Однако это только одна половина Ленина. А вот если бы параллельно с первым, «немым» фильмом заснять другой, с записью звуковой, передающей то, что проповедует Ленин, то, что чистенько, аккуратно он заносит на бумагу (без писания, сводящегося к наставлениям, команде, приказам, директивам —- он не мог бы жить), предстанет феномен, бьющий своей противоречивостью. Этот трезвый, расчетливый, осторожный, уравновешенный мелкий буржуа — далек от уравновешенности. Он считает себя носителем абсолютной истины, он беспощаден, он хилиаст. Он способен доводить свои увлечения до ража, от одного ража переходить к другому, загораться испепеляющей его самого страстью, заражаться слепой ненавистью, заряжаться таким динамитом, что от взрыва его в октябре 1917 года будут сдвинуты с места все оси мира.
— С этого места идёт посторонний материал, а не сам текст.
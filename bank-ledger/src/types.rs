//! Core types for the banking ledger
//!
//! All types are designed for:
//! - Deterministic serialization (bincode)
//! - Exact arithmetic (Decimal for money)
//! - Soft lifecycle states (accounts are never deleted)

use chrono::{DateTime, NaiveDate, Utc};
use rust_decimal::Decimal;
use serde::{Deserialize, Serialize};
use std::fmt;
use std::net::IpAddr;
use uuid::Uuid;

/// Customer-facing account number (e.g. `NTB2508301230454821`, 16 chars)
#[derive(Debug, Clone, PartialEq, Eq, Hash, Serialize, Deserialize)]
pub struct AccountNumber(String);

impl AccountNumber {
    /// Create new account number
    pub fn new(number: impl Into<String>) -> Self {
        Self(number.into())
    }

    /// Get as string
    pub fn as_str(&self) -> &str {
        &self.0
    }
}

impl fmt::Display for AccountNumber {
    fn fmt(&self, f: &mut fmt::Formatter<'_>) -> fmt::Result {
        write!(f, "{}", self.0)
    }
}

/// Branch routing code (e.g. `NTB4XQZ7`)
#[derive(Debug, Clone, PartialEq, Eq, Hash, Serialize, Deserialize)]
pub struct RoutingCode(String);

impl RoutingCode {
    /// Create new routing code
    pub fn new(code: impl Into<String>) -> Self {
        Self(code.into())
    }

    /// Get as string
    pub fn as_str(&self) -> &str {
        &self.0
    }
}

impl fmt::Display for RoutingCode {
    fn fmt(&self, f: &mut fmt::Formatter<'_>) -> fmt::Result {
        write!(f, "{}", self.0)
    }
}

/// Customer-facing transaction reference (e.g. `TXN250830123045A1B2C3`)
#[derive(Debug, Clone, PartialEq, Eq, Hash, Serialize, Deserialize)]
pub struct TransactionId(String);

impl TransactionId {
    /// Create new transaction reference
    pub fn new(id: impl Into<String>) -> Self {
        Self(id.into())
    }

    /// Get as string
    pub fn as_str(&self) -> &str {
        &self.0
    }
}

impl fmt::Display for TransactionId {
    fn fmt(&self, f: &mut fmt::Formatter<'_>) -> fmt::Result {
        write!(f, "{}", self.0)
    }
}

/// Account-type category with its category-specific parameters.
///
/// The withdrawal rules live with the variant that needs them, so the
/// policy engine matches once instead of comparing category strings.
#[derive(Debug, Clone, PartialEq, Serialize, Deserialize)]
pub enum Category {
    /// Savings account: balance may never dip below the floor
    Savings {
        /// Minimum balance the account must retain after any withdrawal
        minimum_balance: Decimal,
    },
    /// Current account: balance may go negative up to the overdraft limit
    Current {
        /// Maximum negative balance allowed
        overdraft_limit: Decimal,
    },
    /// Fixed deposit
    Fixed,
    /// Recurring deposit
    Recurring,
}

impl Category {
    /// Minimum balance floor (zero for non-savings categories)
    pub fn minimum_balance(&self) -> Decimal {
        match self {
            Category::Savings { minimum_balance } => *minimum_balance,
            _ => Decimal::ZERO,
        }
    }

    /// Overdraft allowance (zero for non-current categories)
    pub fn overdraft_limit(&self) -> Decimal {
        match self {
            Category::Current { overdraft_limit } => *overdraft_limit,
            _ => Decimal::ZERO,
        }
    }

    /// Lowercase label used in descriptions and exports
    pub fn label(&self) -> &'static str {
        match self {
            Category::Savings { .. } => "savings",
            Category::Current { .. } => "current",
            Category::Fixed => "fixed",
            Category::Recurring => "recurring",
        }
    }
}

/// Named account-type configuration governing withdrawal rules and interest
#[derive(Debug, Clone, PartialEq, Serialize, Deserialize)]
pub struct AccountPolicy {
    /// Stable internal identity
    pub id: Uuid,

    /// Display name, e.g. "Premium Savings"
    pub name: String,

    /// Category and its parameters
    pub category: Category,

    /// Annual simple interest rate in percent
    pub interest_rate: Decimal,

    /// Inactive policies cannot be assigned to new accounts
    pub is_active: bool,

    /// Creation timestamp
    pub created_at: DateTime<Utc>,
}

impl AccountPolicy {
    /// The implicit system default substituted at read time for accounts
    /// with no assigned policy: savings, 1000 minimum balance, 3.5% annual
    /// interest, no overdraft. Never persisted.
    pub fn default_policy() -> Self {
        Self {
            id: Uuid::nil(),
            name: "Savings Account".to_string(),
            category: Category::Savings {
                minimum_balance: Decimal::new(1000, 0),
            },
            interest_rate: Decimal::new(35, 1),
            is_active: true,
            created_at: DateTime::<Utc>::UNIX_EPOCH,
        }
    }
}

/// A customer account holding a balance
#[derive(Debug, Clone, PartialEq, Serialize, Deserialize)]
pub struct Account {
    /// Stable internal identity
    pub id: Uuid,

    /// Unique generated account number, immutable after opening
    pub account_number: AccountNumber,

    /// Unique generated routing code, immutable after opening
    pub routing_code: RoutingCode,

    /// Current balance. Always consistent with the signed sum of completed
    /// transactions for this account since opening.
    pub balance: Decimal,

    /// Weak reference to the governing policy. `None` falls back to
    /// [`AccountPolicy::default_policy`] for summaries.
    pub policy_id: Option<Uuid>,

    /// Inactive accounts accept no operations
    pub is_active: bool,

    /// Frozen accounts accept no balance mutations
    pub is_frozen: bool,

    /// Opening timestamp
    pub opened_at: DateTime<Utc>,

    /// Last mutation timestamp
    pub updated_at: DateTime<Utc>,
}

impl Account {
    /// True when the account can take part in balance mutations
    pub fn is_operable(&self) -> bool {
        self.is_active && !self.is_frozen
    }
}

/// Which side of a transfer a record represents
#[derive(Debug, Clone, Copy, PartialEq, Eq, Serialize, Deserialize)]
pub enum TransferDirection {
    /// Sender leg: amount was debited from this account
    Outgoing,
    /// Receiver leg: amount was credited to this account
    Incoming,
}

/// Kind of balance-affecting transaction
#[derive(Debug, Clone, Copy, PartialEq, Eq, Serialize, Deserialize)]
pub enum TransactionKind {
    /// Cash deposit
    Deposit,
    /// Cash withdrawal
    Withdraw,
    /// One leg of a two-leg transfer
    Transfer {
        /// Debit or credit side
        direction: TransferDirection,
    },
    /// Compensating transaction reversing an earlier one
    Rollback,
    /// Interest credit from the accrual batch
    Interest,
}

impl TransactionKind {
    /// Lowercase label used in descriptions and exports
    pub fn label(&self) -> &'static str {
        match self {
            TransactionKind::Deposit => "deposit",
            TransactionKind::Withdraw => "withdraw",
            TransactionKind::Transfer { .. } => "transfer",
            TransactionKind::Rollback => "rollback",
            TransactionKind::Interest => "interest",
        }
    }

    /// Signed balance effect of this kind applied to `amount`, if the kind
    /// has an intrinsic direction. Rollback records have none; their effect
    /// is the negation of the record they reverse.
    pub fn signed_amount(&self, amount: Decimal) -> Option<Decimal> {
        match self {
            TransactionKind::Deposit
            | TransactionKind::Interest
            | TransactionKind::Transfer {
                direction: TransferDirection::Incoming,
            } => Some(amount),
            TransactionKind::Withdraw
            | TransactionKind::Transfer {
                direction: TransferDirection::Outgoing,
            } => Some(-amount),
            TransactionKind::Rollback => None,
        }
    }
}

/// Transaction status
#[derive(Debug, Clone, Copy, PartialEq, Eq, Serialize, Deserialize)]
pub enum TransactionStatus {
    /// Created but not yet applied
    Pending,
    /// Applied; the record is immutable apart from the rollback flip
    Completed,
    /// Rejected before any balance effect
    Failed,
    /// A completed transaction later reversed by a rollback record
    RolledBack,
}

/// An immutable record of one balance mutation
#[derive(Debug, Clone, PartialEq, Serialize, Deserialize)]
pub struct Transaction {
    /// Stable internal identity (UUIDv7 for time-ordering)
    pub id: Uuid,

    /// Unique generated reference, immutable
    pub transaction_id: TransactionId,

    /// Owning account
    pub account_id: Uuid,

    /// Kind of mutation
    pub kind: TransactionKind,

    /// Amount moved; always strictly positive
    pub amount: Decimal,

    /// Snapshot of the owner's balance immediately after this transaction
    /// applied. Never regenerated.
    pub balance_after: Decimal,

    /// Lifecycle status
    pub status: TransactionStatus,

    /// Set once when a rollback reverses this record
    pub is_rolled_back: bool,

    /// The other party on a transfer leg
    pub counterparty: Option<Uuid>,

    /// For rollback records: the transaction being compensated
    pub reverses: Option<Uuid>,

    /// Free-form description shown to the customer
    pub description: String,

    /// Caller-supplied request address, stored unvalidated
    pub ip_address: Option<IpAddr>,

    /// Creation timestamp; per-account total order
    pub created_at: DateTime<Utc>,
}

/// Record of one interest credit produced by the accrual batch
#[derive(Debug, Clone, PartialEq, Serialize, Deserialize)]
pub struct InterestRecord {
    /// Stable internal identity
    pub id: Uuid,

    /// Account credited
    pub account_id: Uuid,

    /// Snapshot of the policy in force when interest was computed
    pub policy: AccountPolicy,

    /// Interest amount credited
    pub amount: Decimal,

    /// Annual rate in percent used for the computation
    pub rate: Decimal,

    /// Start of the accrual period
    pub period_start: NaiveDate,

    /// End of the accrual period
    pub period_end: NaiveDate,

    /// When the credit was applied
    pub credited_at: DateTime<Utc>,
}

/// Read-model of the policy governing an account, with defaults substituted
#[derive(Debug, Clone, PartialEq, Serialize, Deserialize)]
pub struct PolicySummary {
    /// Policy display name
    pub name: String,
    /// Category label
    pub category: String,
    /// Minimum balance floor
    pub minimum_balance: Decimal,
    /// Annual interest rate in percent
    pub interest_rate: Decimal,
    /// Overdraft allowance
    pub overdraft_limit: Decimal,
}

#[cfg(test)]
mod tests {
    use super::*;

    #[test]
    fn test_category_accessors() {
        let savings = Category::Savings {
            minimum_balance: Decimal::new(1000, 0),
        };
        assert_eq!(savings.minimum_balance(), Decimal::new(1000, 0));
        assert_eq!(savings.overdraft_limit(), Decimal::ZERO);
        assert_eq!(savings.label(), "savings");

        let current = Category::Current {
            overdraft_limit: Decimal::new(25000, 0),
        };
        assert_eq!(current.minimum_balance(), Decimal::ZERO);
        assert_eq!(current.overdraft_limit(), Decimal::new(25000, 0));
        assert_eq!(current.label(), "current");
    }

    #[test]
    fn test_default_policy() {
        let policy = AccountPolicy::default_policy();
        assert_eq!(policy.category.minimum_balance(), Decimal::new(1000, 0));
        assert_eq!(policy.interest_rate, Decimal::new(35, 1));
        assert_eq!(policy.category.overdraft_limit(), Decimal::ZERO);
    }

    #[test]
    fn test_signed_amounts() {
        let amount = Decimal::new(500, 0);
        assert_eq!(
            TransactionKind::Deposit.signed_amount(amount),
            Some(amount)
        );
        assert_eq!(
            TransactionKind::Withdraw.signed_amount(amount),
            Some(-amount)
        );
        assert_eq!(
            TransactionKind::Transfer {
                direction: TransferDirection::Outgoing
            }
            .signed_amount(amount),
            Some(-amount)
        );
        assert_eq!(
            TransactionKind::Transfer {
                direction: TransferDirection::Incoming
            }
            .signed_amount(amount),
            Some(amount)
        );
        assert_eq!(TransactionKind::Interest.signed_amount(amount), Some(amount));
        assert_eq!(TransactionKind::Rollback.signed_amount(amount), None);
    }
}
Две души, два строя психики, два человека — в одной и той же фигуре. Как Фауст Гёте, он мог бы сказать о себе:
Zwei Seelen wohnen, ach! in meiner Brust. Die eine will sich von der andern trennen.
Возвращаясь из эмиграции и подъезжая 16 апреля 1917 года к Петрограду, Ленин, волнуясь, спрашивал: «Арестуют ли нас по приезде?» Это — одна ипостась Ленина.
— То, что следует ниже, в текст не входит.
//! Error types for the banking core

use rust_decimal::Decimal;
use thiserror::Error;
use uuid::Uuid;

/// Result type for ledger operations
pub type Result<T> = std::result::Result<T, Error>;

/// Banking core errors
///
/// Every operation returns one of these instead of partially applying:
/// on any error the account balances and transaction records are exactly
/// as they were before the call.
#[derive(Error, Debug)]
pub enum Error {
    /// Acting account is frozen
    #[error("Account is frozen")]
    AccountFrozen,

    /// Acting account is inactive (closed)
    #[error("Account is inactive")]
    AccountInactive,

    /// Withdrawal blocked by a minimum-balance/overdraft rule or by
    /// insufficient funds. The reason string is user-facing.
    #[error("{0}")]
    PolicyViolation(String),

    /// Transfer where sender and receiver are the same account
    #[error("Cannot transfer to your own account")]
    SelfTransferNotAllowed,

    /// Transfer receiver does not exist, is inactive, or is frozen
    #[error("Receiver account is unavailable")]
    ReceiverUnavailable,

    /// Transaction has already been rolled back
    #[error("This transaction has already been rolled back")]
    AlreadyRolledBack,

    /// Rollback transactions cannot themselves be rolled back
    #[error("Cannot rollback a rollback transaction")]
    CannotRollbackRollback,

    /// Identifier generator could not find a unique value within its retry
    /// budget. Signals near-exhaustion of the collision space; should not
    /// happen in practice.
    #[error("Could not generate a unique identifier after {0} attempts")]
    IdentifierExhausted(u32),

    /// Per-account serialization could not be obtained within the configured
    /// wait. Caller should retry the whole operation.
    #[error("Could not serialize access to the account; retry the operation")]
    ConcurrencyConflict,

    /// Underlying persistence failed
    #[error("Store unavailable: {0}")]
    StoreUnavailable(String),

    /// Amount must be strictly positive
    #[error("Amount must be positive, got {0}")]
    InvalidAmount(Decimal),

    /// Account not found
    #[error("Account not found: {0}")]
    AccountNotFound(Uuid),

    /// Transaction not found
    #[error("Transaction not found: {0}")]
    TransactionNotFound(String),

    /// Account policy not found
    #[error("Account policy not found: {0}")]
    PolicyNotFound(Uuid),

    /// Account policy is still referenced by accounts and cannot be deleted
    #[error("Account policy {0} is referenced by existing accounts")]
    PolicyInUse(Uuid),

    /// Serialization error
    #[error("Serialization error: {0}")]
    Serialization(#[from] bincode::Error),

    /// Configuration error
    #[error("Configuration error: {0}")]
    Config(String),

    /// IO error
    #[error("IO error: {0}")]
    Io(#[from] std::io::Error),
}

impl From<rocksdb::Error> for Error {
    fn from(err: rocksdb::Error) -> Self {
        Error::StoreUnavailable(err.to_string())
    }
}

impl From<prometheus::Error> for Error {
    fn from(err: prometheus::Error) -> Self {
        Error::Config(format!("metrics registration failed: {err}"))
    }
}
Двадцать минут спустя, после торжественного его приема на вокзале представителями Совета рабочих и солдатских депутатов, Ленин несся на броневике через весь Петроград к дворцу Кшесинской, ставшему помещением Центрального Комитета большевиков, бросая встречным толпам: «Да здравствует мировая социалистическая революция!» Это — другая ипостась Ленина.
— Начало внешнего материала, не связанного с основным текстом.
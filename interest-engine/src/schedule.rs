//! Monthly accrual schedule
//!
//! The cycle runs once per calendar month at a configured day and UTC
//! time. Days past the end of a short month clamp to its last day, so
//! `day_of_month = 31` runs on Feb 28 (or 29).

use crate::{Error, Result};
use chrono::{DateTime, Datelike, Months, NaiveDate, NaiveTime, Utc};
use serde::{Deserialize, Serialize};

/// Accrual schedule configuration
#[derive(Debug, Clone, Serialize, Deserialize)]
pub struct ScheduleConfig {
    /// Day of the month the cycle runs (1-31, clamped to month length)
    pub day_of_month: u32,

    /// Time of day (UTC) the cycle runs, e.g. "02:00"
    pub time_utc: String,
}

impl Default for ScheduleConfig {
    fn default() -> Self {
        Self {
            day_of_month: 1,
            time_utc: "02:00".to_string(),
        }
    }
}

impl ScheduleConfig {
    fn parse_time(&self) -> Result<NaiveTime> {
        NaiveTime::parse_from_str(&self.time_utc, "%H:%M")
            .map_err(|e| Error::Config(format!("Invalid time format '{}': {}", self.time_utc, e)))
    }

    /// Calculate the next cycle run strictly after `now`
    pub fn next_run(&self, now: DateTime<Utc>) -> Result<DateTime<Utc>> {
        if !(1..=31).contains(&self.day_of_month) {
            return Err(Error::Config(format!(
                "day_of_month must be 1-31, got {}",
                self.day_of_month
            )));
        }
        let time = self.parse_time()?;

        let this_month = clamped_date(now.year(), now.month(), self.day_of_month)?;
        let candidate = this_month
            .and_time(time)
            .and_local_timezone(Utc)
            .single()
            .ok_or_else(|| Error::Schedule("Invalid timezone conversion".to_string()))?;

        if candidate > now {
            return Ok(candidate);
        }

        let next_month = this_month
            .checked_add_months(Months::new(1))
            .ok_or_else(|| Error::Schedule("Date overflow".to_string()))?;
        let next = clamped_date(next_month.year(), next_month.month(), self.day_of_month)?
            .and_time(time)
            .and_local_timezone(Utc)
            .single()
            .ok_or_else(|| Error::Schedule("Invalid timezone conversion".to_string()))?;

        Ok(next)
    }
}

/// Long-running monthly cycle driver
pub struct Scheduler {
    config: ScheduleConfig,
    engine: crate::engine::InterestEngine,
    last_period_end: Option<NaiveDate>,
}

impl Scheduler {
    /// Create a scheduler driving `engine` on `config`'s cadence
    pub fn new(config: ScheduleConfig, engine: crate::engine::InterestEngine) -> Self {
        Self {
            config,
            engine,
            last_period_end: None,
        }
    }

    /// Run cycles forever. Each calendar period is accrued at most once
    /// per process lifetime even if the wakeup fires twice.
    pub async fn run(mut self) -> Result<()> {
        loop {
            let now = Utc::now();
            let next = self.config.next_run(now)?;
            let wait = (next - now)
                .to_std()
                .map_err(|e| Error::Schedule(format!("Negative sleep duration: {}", e)))?;

            tracing::info!(next_run = %next, "Waiting for next accrual cycle");
            tokio::time::sleep(wait).await;

            let as_of = next.date_naive();
            if self.last_period_end == Some(as_of) {
                tracing::debug!(as_of = %as_of, "Period already accrued, skipping");
                continue;
            }

            match self.engine.run_interest_cycle(as_of) {
                Ok(report) => {
                    self.last_period_end = Some(as_of);
                    tracing::info!(
                        as_of = %as_of,
                        credited = report.credited,
                        total_interest = %report.total_interest,
                        "Accrual cycle complete"
                    );
                }
                Err(e) => {
                    tracing::error!(as_of = %as_of, error = %e, "Accrual cycle failed");
                }
            }
        }
    }
}

/// Date at `day` in the given month, clamped to the month's last day
fn clamped_date(year: i32, month: u32, day: u32) -> Result<NaiveDate> {
    if let Some(date) = NaiveDate::from_ymd_opt(year, month, day) {
        return Ok(date);
    }

    let first = NaiveDate::from_ymd_opt(year, month, 1)
        .ok_or_else(|| Error::Schedule(format!("Invalid month {year}-{month}")))?;
    let last = first
        .checked_add_months(Months::new(1))
        .and_then(|d| d.pred_opt())
        .ok_or_else(|| Error::Schedule("Date overflow".to_string()))?;

    Ok(last)
}

#[cfg(test)]
mod tests {
    use super::*;
    use chrono::TimeZone;

    fn schedule(day_of_month: u32, time_utc: &str) -> ScheduleConfig {
        ScheduleConfig {
            day_of_month,
            time_utc: time_utc.to_string(),
        }
    }

    #[test]
    fn test_next_run_later_this_month() {
        let now = Utc.with_ymd_and_hms(2026, 8, 15, 12, 0, 0).unwrap();
        let next = schedule(20, "02:00").next_run(now).unwrap();
        assert_eq!(next, Utc.with_ymd_and_hms(2026, 8, 20, 2, 0, 0).unwrap());
    }

    #[test]
    fn test_next_run_rolls_to_next_month() {
        let now = Utc.with_ymd_and_hms(2026, 8, 15, 12, 0, 0).unwrap();
        let next = schedule(1, "02:00").next_run(now).unwrap();
        assert_eq!(next, Utc.with_ymd_and_hms(2026, 9, 1, 2, 0, 0).unwrap());

        // Exactly at the run time -> next month, strictly after now
        let at_run = Utc.with_ymd_and_hms(2026, 9, 1, 2, 0, 0).unwrap();
        let next = schedule(1, "02:00").next_run(at_run).unwrap();
        assert_eq!(next, Utc.with_ymd_and_hms(2026, 10, 1, 2, 0, 0).unwrap());
    }

    #[test]
    fn test_short_month_clamps() {
        let now = Utc.with_ymd_and_hms(2026, 2, 10, 0, 0, 0).unwrap();
        let next = schedule(31, "02:00").next_run(now).unwrap();
        assert_eq!(next, Utc.with_ymd_and_hms(2026, 2, 28, 2, 0, 0).unwrap());

        // Leap year
        let now = Utc.with_ymd_and_hms(2028, 2, 10, 0, 0, 0).unwrap();
        let next = schedule(31, "02:00").next_run(now).unwrap();
        assert_eq!(next, Utc.with_ymd_and_hms(2028, 2, 29, 2, 0, 0).unwrap());
    }

    #[test]
    fn test_invalid_config_rejected() {
        let now = Utc::now();
        assert!(schedule(0, "02:00").next_run(now).is_err());
        assert!(schedule(32, "02:00").next_run(now).is_err());
        assert!(schedule(1, "2am").next_run(now).is_err());
    }
}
От одной души пойдет нэп и завещание Ленина — «надо проникнуться спасительным недоверием к скоропалительно быстрому движению вперед» [2* Ленин, т,XXVII, стр.407]. От другой — Октябрьская революция и хилиастические видения кровавой мировой коммунистической революции. По-видимому, вторую ипостась и пытались запечатлеть художник Гринман (в 1922 году), скульптор И. Аронсон (в Париже, в 1925 году), скульптор Королев (в 1924 году), последний — лучше других. У Гринмана — Ленин слишком уж «красив», а у Аронсона желание подчеркнуть волю, суровость и мудрость Ленина зашло так далеко, что в результате появилась символическая и стилизованная фигура, а не Ленин.